While Gonzalez didn’t obtain the nearly $4.6 million he was originally seeking in Weston, the final sale price was about $100,000 above what he paid in 2011, according to real estate records at the Middlesex South Registry.
Schilling, by contrast, faces a much steeper challenge.
He first put his Medfield estate on the market for $8 million in 2008, and pulled it back a year later after knocking down the price to $4.5 million, according to Multiple Listing Service records.
Schilling put his home back on the market in September for $3.45 million, and recently dropped the price again, to $3.2 million, Landmark Residential principal Sonis said.
The house is far from sitting idle, Sonis said.

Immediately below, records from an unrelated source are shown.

use bitos::integer::u5;

use super::*;
use crate::modules::memory::Ram;
use crate::system::gx::cmd::attributes::{
    AttributeMode, ColorDescriptor, ColorKind, NormalDescriptor, PositionDescriptor,
    TexCoordsDescriptor,
};

fn floats(bytes: &[u8]) -> Vec<f32> {
    bytes
        .chunks_exact(4)
        .map(|c| f32::from_ne_bytes([c[0], c[1], c[2], c[3]]))
        .collect()
}

fn be_floats(values: &[f32]) -> Vec<u8> {
    values.iter().flat_map(|v| v.to_be_bytes()).collect()
}

struct Harness {
    ram: Ram,
    arrays: [ArrayDescriptor; 16],
}

impl Harness {
    fn new() -> Self {
        Self {
            ram: Ram::new(0x1000),
            arrays: [ArrayDescriptor::default(); 16],
        }
    }

    fn array(&mut self, slot: ArraySlot, address: u32, stride: u32) {
        self.arrays[slot as usize] = ArrayDescriptor {
            address: Address(address),
            stride,
        };
    }

    fn decode(
        &self,
        vcd: VertexDescriptor,
        vat: VertexAttributeTable,
        raw: &[u8],
        count: usize,
    ) -> (VertexLoader, Vec<u8>, Touched) {
        let loader = VertexLoader::new(Uid::new(&vcd, &vat));
        let inputs = Inputs {
            arrays: &self.arrays,
            scales: vat.scales(),
            mem: &self.ram,
        };

        let mut out = Vec::new();
        let mut touched = Touched::default();
        let consumed = loader.decode(&inputs, raw, count, &mut out, Some(&mut touched));
        assert_eq!(consumed, raw.len());
        assert_eq!(out.len(), count * loader.format().stride as usize);

        (loader, out, touched)
    }
}

#[test]
fn basic() {
    let pos = PositionDescriptor::default()
        .with_kind(PositionKind::Vec3)
        .with_format(CoordsFormat::I16)
        .with_shift(u5::new(8));

    let chan0 = ColorDescriptor::default()
        .with_kind(ColorKind::Rgba)
        .with_format(ColorFormat::Rgb565);

    let vcd = VertexDescriptor::default()
        .with_position(AttributeMode::Direct)
        .with_chan0(AttributeMode::Direct);

    let vat = VertexAttributeTable {
        a: VertexAttributeTableA::default()
            .with_position(pos)
            .with_chan0(chan0),
        ..Default::default()
    };

    let raw = [
        0x01, 0x00, 0xFF, 0x00, 0x00, 0x80, 0xF8, 0x00, //
        0x00, 0x00, 0x00, 0x40, 0x02, 0x00, 0x07, 0xE0,
    ];

    let (loader, out, touched) = Harness::new().decode(vcd, vat, &raw, 2);
    assert_eq!(loader.vertex_size(), 8);
    assert_eq!(loader.format().stride, 16);
    assert_eq!(
        loader.format().position,
        Some(NativeAttribute {
            offset: 0,
            components: 3
        })
    );
    assert_eq!(
        loader.format().colors[0],
        Some(NativeAttribute {
            offset: 12,
            components: 4
        })
    );

    assert_eq!(floats(&out[0..12]), [1.0, -1.0, 0.5]);
    assert_eq!(out[12..16], [0xFF, 0x00, 0x00, 0xFF]);
    assert_eq!(floats(&out[16..28]), [0.0, 0.25, 2.0]);
    assert_eq!(out[28..32], [0x00, 0xFF, 0x00, 0xFF]);
    assert!(touched.is_empty());
}

#[test]
fn indexed_attributes() {
    let mut harness = Harness::new();
    harness.array(ArraySlot::Position, 0x100, 8);
    harness.array(ArraySlot::Chan1, 0x200, 4);
    harness.ram.write(Address(0x100), &be_floats(&[-1.0, -2.0]));
    harness.ram.write(Address(0x110), &be_floats(&[3.0, 4.0]));
    harness.ram.write(Address(0x204), &[1, 2, 3, 4]);

    let vcd = VertexDescriptor::default()
        .with_position(AttributeMode::Index16)
        .with_chan1(AttributeMode::Index8);

    let vat = VertexAttributeTable {
        a: VertexAttributeTableA::default()
            .with_position(
                PositionDescriptor::default()
                    .with_kind(PositionKind::Vec2)
                    .with_format(CoordsFormat::F32),
            )
            .with_chan1(
                ColorDescriptor::default()
                    .with_kind(ColorKind::Rgba)
                    .with_format(ColorFormat::Rgba8888),
            ),
        ..Default::default()
    };

    let raw = [0x00, 0x02, 0x01, 0x00, 0x00, 0x01];
    let (loader, out, touched) = harness.decode(vcd, vat, &raw, 2);
    assert_eq!(loader.vertex_size(), 3);
    assert_eq!(loader.format().stride, 12);
    assert_eq!(loader.format().colors[0], None);
    assert!(loader.format().colors[1].is_some());

    assert_eq!(floats(&out[0..8]), [3.0, 4.0]);
    assert_eq!(out[8..12], [1, 2, 3, 4]);
    assert_eq!(floats(&out[12..20]), [-1.0, -2.0]);
    assert_eq!(out[20..24], [1, 2, 3, 4]);

    let windows = touched.windows().collect::<Vec<_>>();
    assert_eq!(windows, [(Address(0x100), 0x18), (Address(0x204), 4)]);
}

#[test]
fn nbt_with_three_indices() {
    let mut harness = Harness::new();
    harness.array(ArraySlot::Normal, 0x300, 18);
    harness.ram.write(Address(0x300), &[0x40, 0x00, 0, 0, 0, 0]);
    harness.ram.write(Address(0x318), &[0, 0, 0x40, 0x00, 0, 0]);
    harness.ram.write(Address(0x330), &[0, 0, 0, 0, 0xC0, 0x00]);

    let vcd = VertexDescriptor::default().with_normal(AttributeMode::Index8);
    let vat = VertexAttributeTable {
        a: VertexAttributeTableA::default()
            .with_normal(
                NormalDescriptor::default()
                    .with_kind(NormalKind::N9)
                    .with_format(CoordsFormat::I16),
            )
            .with_normal_index3(true),
        ..Default::default()
    };

    let (loader, out, _) = harness.decode(vcd, vat, &[0, 1, 2], 1);
    assert_eq!(loader.vertex_size(), 3);
    assert_eq!(loader.format().stride, 36);
    assert_eq!(
        floats(&out),
        [1.0, 0.0, 0.0, 0.0, 1.0, 0.0, 0.0, 0.0, -1.0]
    );
}

#[test]
fn unmapped_arrays_read_as_zero() {
    let mut harness = Harness::new();
    harness.array(ArraySlot::Position, 0x0100_0000, 12);

    let vcd = VertexDescriptor::default().with_position(AttributeMode::Index8);
    let vat = VertexAttributeTable {
        a: VertexAttributeTableA::default().with_position(
            PositionDescriptor::default()
                .with_kind(PositionKind::Vec3)
                .with_format(CoordsFormat::F32),
        ),
        ..Default::default()
    };

    let (_, out, _) = harness.decode(vcd, vat, &[3], 1);
    assert_eq!(floats(&out), [0.0; 3]);
}

#[test]
fn matrix_indices_layout() {
    let vcd = VertexDescriptor::default()
        .with_pos_mat_index(true)
        .with_tex_coord_mat_index([false, true, false, false, false, false, false, false])
        .with_position(AttributeMode::Direct)
        .with_chan0(AttributeMode::Index8)
        .with_tex_coord([
            AttributeMode::None,
            AttributeMode::Direct,
            AttributeMode::None,
            AttributeMode::None,
            AttributeMode::None,
            AttributeMode::None,
            AttributeMode::None,
            AttributeMode::None,
        ]);

    let tex = TexCoordsDescriptor::default()
        .with_kind(TexCoordsKind::Vec2)
        .with_format(CoordsFormat::I16)
        .with_shift(u5::new(1));

    let vat = VertexAttributeTable {
        a: VertexAttributeTableA::default()
            .with_position(
                PositionDescriptor::default()
                    .with_kind(PositionKind::Vec3)
                    .with_format(CoordsFormat::F32),
            )
            .with_chan0(
                ColorDescriptor::default()
                    .with_kind(ColorKind::Rgba)
                    .with_format(ColorFormat::Rgba8888),
            ),
        b: VertexAttributeTableB::default().with_tex1to3([tex, Default::default(), Default::default()]),
        ..Default::default()
    };

    let mut harness = Harness::new();
    harness.array(ArraySlot::Chan0, 0x400, 4);
    harness.ram.write(Address(0x400), &[9, 8, 7, 6]);

    let mut raw = vec![0x85, 30];
    raw.extend(be_floats(&[1.0, 2.0, 3.0]));
    raw.extend([0, 0x00, 0x08, 0xFF, 0xFC]);

    let (loader, out, _) = harness.decode(vcd, vat, &raw, 1);
    insta::assert_debug_snapshot!(loader.steps(), @r"
    [
        PosMatrixIndex,
        TexMatrixIndex(
            1,
        ),
        Position {
            source: Direct,
            format: F32,
            components: 3,
        },
        Color {
            source: Index8(
                Chan0,
            ),
            format: Rgba8888,
        },
        SkipTexCoord,
        TexCoord {
            source: Direct,
            format: I16,
            components: 2,
            with_matrix: true,
        },
        PosMatrixWriteBack,
    ]
    ");

    let format = loader.format();
    assert_eq!(loader.vertex_size(), 2 + 12 + 1 + 4);
    assert_eq!(format.stride, 12 + 4 + 12 + 4);
    assert_eq!(format.tex_coords[0], None);
    assert_eq!(
        format.tex_coords[1],
        Some(NativeAttribute {
            offset: 16,
            components: 3
        })
    );
    assert_eq!(format.pos_matrix, Some(28));

    assert_eq!(floats(&out[0..12]), [1.0, 2.0, 3.0]);
    assert_eq!(out[12..16], [9, 8, 7, 6]);
    assert_eq!(floats(&out[16..28]), [4.0, -2.0, 30.0]);
    assert_eq!(out[28..32], 5u32.to_ne_bytes());
}

#[test]
fn direct_all_components() {
    let f32x2 = TexCoordsDescriptor::default()
        .with_kind(TexCoordsKind::Vec2)
        .with_format(CoordsFormat::F32);
    let rgba = ColorDescriptor::default()
        .with_kind(ColorKind::Rgba)
        .with_format(ColorFormat::Rgba8888);

    let vcd = VertexDescriptor::default()
        .with_pos_mat_index(true)
        .with_tex_coord_mat_index([true; 8])
        .with_position(AttributeMode::Direct)
        .with_normal(AttributeMode::Direct)
        .with_chan0(AttributeMode::Direct)
        .with_chan1(AttributeMode::Direct)
        .with_tex_coord([AttributeMode::Direct; 8]);

    let vat = VertexAttributeTable {
        a: VertexAttributeTableA::default()
            .with_position(
                PositionDescriptor::default()
                    .with_kind(PositionKind::Vec3)
                    .with_format(CoordsFormat::F32),
            )
            .with_normal(
                NormalDescriptor::default()
                    .with_kind(NormalKind::N9)
                    .with_format(CoordsFormat::F32),
            )
            .with_chan0(rgba)
            .with_chan1(rgba)
            .with_tex0(f32x2),
        b: VertexAttributeTableB::default()
            .with_tex1to3([f32x2; 3])
            .with_tex4_kind(TexCoordsKind::Vec2)
            .with_tex4_format(CoordsFormat::F32),
        c: VertexAttributeTableC::default().with_tex5to7([f32x2; 3]),
    };

    let mut raw = vec![20, 0, 1, 2, 3, 4, 5, 6, 7];
    raw.extend(be_floats(&[-1.0, -2.0, -3.0]));
    raw.extend(be_floats(&[
        -4.0, -5.0, -6.0, -7.0, -8.0, -9.0, -10.0, -11.0, -12.0,
    ]));
    raw.extend([0x01, 0x23, 0x45, 0x67, 0x89, 0xAB, 0xCD, 0xEF]);
    let coords = (0..8)
        .flat_map(|i| [i as f32 + 0.1, -(i as f32) - 0.9])
        .collect::<Vec<_>>();
    raw.extend(be_floats(&coords));

    let (loader, out, _) = Harness::new().decode(vcd, vat, &raw, 1);
    let format = loader.format();
    assert_eq!(loader.vertex_size(), 129);
    assert_eq!(format.stride, 39 * 4);

    assert_eq!(
        format.position,
        Some(NativeAttribute {
            offset: 0,
            components: 3
        })
    );
    assert_eq!(floats(&out[0..12]), [-1.0, -2.0, -3.0]);

    assert_eq!(
        format.normals,
        Some(NativeAttribute {
            offset: 12,
            components: 9
        })
    );
    assert_eq!(
        floats(&out[12..48]),
        [-4.0, -5.0, -6.0, -7.0, -8.0, -9.0, -10.0, -11.0, -12.0]
    );

    assert_eq!(format.colors.map(|c| c.map(|c| c.offset)), [Some(48), Some(52)]);
    assert_eq!(out[48..56], [0x01, 0x23, 0x45, 0x67, 0x89, 0xAB, 0xCD, 0xEF]);

    for i in 0..8 {
        let offset = 56 + 12 * i as u32;
        assert_eq!(
            format.tex_coords[i],
            Some(NativeAttribute {
                offset,
                components: 3
            })
        );

        let at = offset as usize;
        assert_eq!(
            floats(&out[at..at + 12]),
            [coords[2 * i], coords[2 * i + 1], i as f32]
        );
    }

    assert_eq!(format.pos_matrix, Some(152));
    assert_eq!(out[152..156], 20u32.to_ne_bytes());
}

#[test]
fn uid_ignores_fractions_and_absent_attributes() {
    let vcd = VertexDescriptor::default().with_position(AttributeMode::Direct);
    let pos = PositionDescriptor::default()
        .with_kind(PositionKind::Vec3)
        .with_format(CoordsFormat::I16);

    let a = VertexAttributeTable {
        a: VertexAttributeTableA::default().with_position(pos.with_shift(u5::new(3))),
        ..Default::default()
    };

    let b = VertexAttributeTable {
        a: VertexAttributeTableA::default()
            .with_position(pos.with_shift(u5::new(12)))
            .with_chan1(ColorDescriptor::default().with_format(ColorFormat::Rgba6666)),
        c: VertexAttributeTableC::default().with_tex4_shift(u5::new(7)),
        ..Default::default()
    };

    assert_eq!(Uid::new(&vcd, &a), Uid::new(&vcd, &b));

    let c = VertexAttributeTable {
        a: VertexAttributeTableA::default().with_position(pos.with_format(CoordsFormat::U16)),
        ..Default::default()
    };
    assert_ne!(Uid::new(&vcd, &a), Uid::new(&vcd, &c));
}

#[test]
fn cache_shares_loaders_between_groups() {
    let mut cmd = cmd::Interface::default();
    let mut stats = Stats::default();
    let mut cache = Cache::default();

    cmd.vertex_descriptor = VertexDescriptor::default().with_position(AttributeMode::Direct);
    let pos = PositionDescriptor::default().with_kind(PositionKind::Vec3);
    cmd.vertex_attr_tables[0].a = VertexAttributeTableA::default().with_position(pos);
    cmd.vertex_attr_tables[3].a =
        VertexAttributeTableA::default().with_position(pos.with_shift(u5::new(4)));

    let first = cache.get(&cmd, 0, &mut stats);
    let second = cache.get(&cmd, 3, &mut stats);
    assert!(Arc::ptr_eq(&first, &second));
    assert_eq!(stats.loaders_built, 1);
    assert_eq!(cache.dirty(), 0b1111_0110);

    cmd.vertex_attr_tables[3].a = VertexAttributeTableA::default()
        .with_position(pos.with_format(CoordsFormat::F32));
    cache.mark_dirty(3);
    let third = cache.get(&cmd, 3, &mut stats);
    assert!(!Arc::ptr_eq(&first, &third));
    assert_eq!(stats.loaders_built, 2);
    assert_eq!(cache.len(), 2);

    cache.clear();
    assert_eq!(cache.len(), 0);
    assert_eq!(cache.dirty(), 0xFF);
}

She said she is fielding a range of inquiries, from out-of-state buyers looking for a Boston-area compound with some privacy to local people lured by the tennis court and other sports amenities, which are harder to find in more densely built Newton and Wellesley.
The price cut of roughly $250,000 has also helped perk up interest, she said.

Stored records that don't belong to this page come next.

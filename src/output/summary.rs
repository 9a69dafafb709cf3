use std::time::Duration;

use crate::processor::{AnnotationCounts, MetaAnnotation};

/// Totals of a directory check.
#[derive(Debug, Clone, Default, PartialEq, Eq)]
pub struct CheckSummary {
    pub processed_classes: usize,
    pub annotations: AnnotationCounts,
    pub version_violations: usize,
    pub info: usize,
    pub warnings: usize,
    pub errors: usize,
    pub elapsed: Duration,
    /// Message of the processor abort that stopped the run early.
    pub aborted: Option<String>,
}

impl CheckSummary {
    #[must_use]
    pub fn detected(&self, kind: MetaAnnotation) -> usize {
        self.annotations.get(kind)
    }

    #[must_use]
    pub const fn has_messages(&self) -> bool {
        self.info + self.warnings + self.errors != 0
    }

    #[must_use]
    pub const fn passed(&self) -> bool {
        self.errors == 0 && self.aborted.is_none()
    }
}

/// Totals of an archive check.
#[derive(Debug, Clone, Default, PartialEq, Eq)]
pub struct JarSummary {
    pub processed_classes: usize,
    pub illegal_class_versions: usize,
    /// Highest class file major version seen.
    pub max_major_version: Option<u16>,
    pub errors: usize,
    pub elapsed: Duration,
}

impl JarSummary {
    #[must_use]
    pub const fn passed(&self) -> bool {
        self.errors == 0
    }
}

Still, even the reduced asking price for Schilling’s compound would leave it as the most expensive property in Medfield; its closest rival is a $2.4 million sale in 2005, at the peak of the real estate market, according to MLS.
“Schilling has clearly overshot the market,” LandVest’s Maitland said.

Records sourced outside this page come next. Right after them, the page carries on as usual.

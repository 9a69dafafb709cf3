use crate::classfile::{Annotation, ElementValue};
use crate::context::{CheckContext, Target};
use crate::error::Result;

use super::{ANNOTATION_PACKAGE, AnnotationProcessor, MetaAnnotation};

const CONTAINER: &str = "ThrowsRuntimeExceptions";

/// `@ThrowsRuntimeException`, alone or bundled in `@ThrowsRuntimeExceptions`.
#[derive(Debug, Default, Clone, Copy)]
pub struct ThrowsProcessor;

impl AnnotationProcessor for ThrowsProcessor {
    fn kind(&self) -> MetaAnnotation {
        MetaAnnotation::ThrowsRuntimeException
    }

    fn process(
        &self,
        context: &mut CheckContext,
        target: &Target<'_>,
        annotation: &Annotation,
    ) -> Result<usize> {
        let entries = unwrap_repeatable(context, target, annotation);
        if entries.iter().any(|entry| entry.value("value").is_none()) {
            context.error(
                &format!("detected @{CONTAINER} without value"),
                Some(target),
            );
        }
        Ok(entries.len())
    }
}

/// Individual instances of a possibly repeated annotation.
///
/// A container without a `value` array is reported and yields nothing.
fn unwrap_repeatable<'a>(
    context: &mut CheckContext,
    target: &Target<'_>,
    annotation: &'a Annotation,
) -> Vec<&'a Annotation> {
    if annotation.type_descriptor != format!("L{ANNOTATION_PACKAGE}{CONTAINER};") {
        return vec![annotation];
    }
    match annotation.value("value") {
        Some(ElementValue::Array(values)) => values
            .iter()
            .filter_map(|value| match value {
                ElementValue::Annotation(nested) => Some(nested),
                _ => None,
            })
            .collect(),
        _ => {
            context.error(
                &format!("Detected annotation {} without value", annotation.type_name()),
                Some(target),
            );
            Vec::new()
        }
    }
}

However, Sonis said it’s not usual for a community to have one property that is much more expensive than the others in town, and pointed to the sale of a Weston mansion a few years ago for more than $12 million, a figure that no other sale has come close to matching, she said.
“I don’t see that as a problem,” she said.
It can take longer to sell such “unique properties,” with the real estate market as a whole having struggled over the past few years, according to Sonis.
Better news for sellers may be on the way, with transactions for properties costing $2 million and up reportedly starting to pick up again.
Sales of homes over $2 million in Middlesex County jumped 65 percent last year over 2011. The 127 mansions sold last year broke the previous record of 126, set in 2007, noted Stewart Young, regional manager for LandVest.
“It’s a good time to be traded,” Maitland quipped.